Reporte zur Charge UT7325QA

Symptomtext

a pregnant patient was administered Fluzone, with no reported adverse event; Initial information received on 15-Sep-2021 regarding an unsolicited valid non-serious case from a consumer/non-health professional. This case involves a 28 years old female pregnant patient who was vaccinated with INFLUENZA QUADRIVAL A-B VACCINE [FLUZONE QUADRIVALENT] [exposure during pregnancy]. Data regarding this pregnancy were received prospectively, i.e. before pregnancy outcome was known. The reported event occurred at 31 weeks of pregnancy and the patient was exposed to INFLUENZA QUADRIVAL A-B VACCINE [FLUZONE QUADRIVALENT] at 31 weeks of pregnancy, during third pregnancy trimester for the vaccine. The date of last menstrual period was reported as 14-Feb-2021. The estimated due date was 08-Nov-2021. It was unknown if the patient had any medical history, concomitant disease or risk factor. The patient's past medical treatment(s), vaccination(s), concomitant medication(s) and family history were not provided. On 15-Sep-2021, the patient received a dose of suspect INFLUENZA QUADRIVAL A-B VACCINE (lot number: UT7325QA; expiry date: 30-Jun-2021; Form: suspension for injection) via intramuscular route in unknown administration site for prophylactic vaccination.
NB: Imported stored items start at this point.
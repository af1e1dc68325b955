//! Most populous city per country.
//!
//! Built from the MaxMind world cities file
//! (`Country,City,AccentCity,Region,Population,Latitude,Longitude`), which
//! uses lowercase ISO country codes. Rows without a population are ignored.

use std::collections::HashMap;
use std::fs::File;
use std::io::{BufRead, BufReader};
use std::path::Path;

use flate2::read::MultiGzDecoder;
use log::info;

use crate::error_handling::ConfigError;

#[derive(Debug, Clone)]
struct City {
    name: String,
    population: u64,
}

/// Country code to its most populous city.
#[derive(Debug, Default, Clone)]
pub struct Gazetteer {
    largest: HashMap<String, City>,
}

impl Gazetteer {
    /// Empty gazetteer; every lookup misses.
    pub fn new() -> Self {
        Self::default()
    }

    /// Loads the world cities file, gzip-compressed when it ends in `.gz`.
    ///
    /// # Errors
    ///
    /// Missing or unreadable files are configuration errors.
    pub fn load(path: &Path) -> Result<Self, ConfigError> {
        if !path.exists() {
            return Err(ConfigError::MissingFile {
                flag: "--world-cities",
                path: path.to_path_buf(),
            });
        }
        let unreadable = |source| ConfigError::Unreadable {
            path: path.to_path_buf(),
            source,
        };
        let file = File::open(path).map_err(unreadable)?;
        let gazetteer = if path.extension().is_some_and(|ext| ext == "gz") {
            Self::parse(BufReader::new(MultiGzDecoder::new(file)))
        } else {
            Self::parse(BufReader::new(file))
        }
        .map_err(unreadable)?;
        info!(
            "Loaded largest cities for {} countries from {}",
            gazetteer.largest.len(),
            path.display()
        );
        Ok(gazetteer)
    }

    /// Parses comma-separated city rows.
    ///
    /// Ties keep the first city seen.
    pub fn parse<R: BufRead>(reader: R) -> std::io::Result<Self> {
        let mut largest: HashMap<String, City> = HashMap::new();
        // world cities files are Latin-1; invalid UTF-8 is replaced, not fatal
        for line in reader.split(b'\n') {
            let line = line?;
            let line = String::from_utf8_lossy(&line);
            let fields: Vec<&str> = line.trim().split(',').collect();
            if fields.len() < 5 {
                continue;
            }
            let Ok(population) = fields[4].trim().parse::<u64>() else {
                continue;
            };
            let country = fields[0].trim().to_lowercase();
            let name = fields[1].trim().to_lowercase();
            if country.is_empty() || name.is_empty() {
                continue;
            }
            let is_larger = largest
                .get(&country)
                .map_or(true, |current| population > current.population);
            if is_larger {
                largest.insert(country, City { name, population });
            }
        }
        Ok(Self { largest })
    }

    /// Most populous city of `country_code`, lowercased.
    pub fn largest_city(&self, country_code: &str) -> Option<&str> {
        self.largest
            .get(&country_code.to_lowercase())
            .map(|city| city.name.as_str())
    }
}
It was a case of vaccine exposure during pregnancy (same day latency). It was unknown if the patient experienced any additional symptoms/events. It was unknown if there were laboratory data/results available. At time of reporting, the outcome was unknown for the reported event. Additionally, at time of reporting, the outcome of the pregnancy was unknown.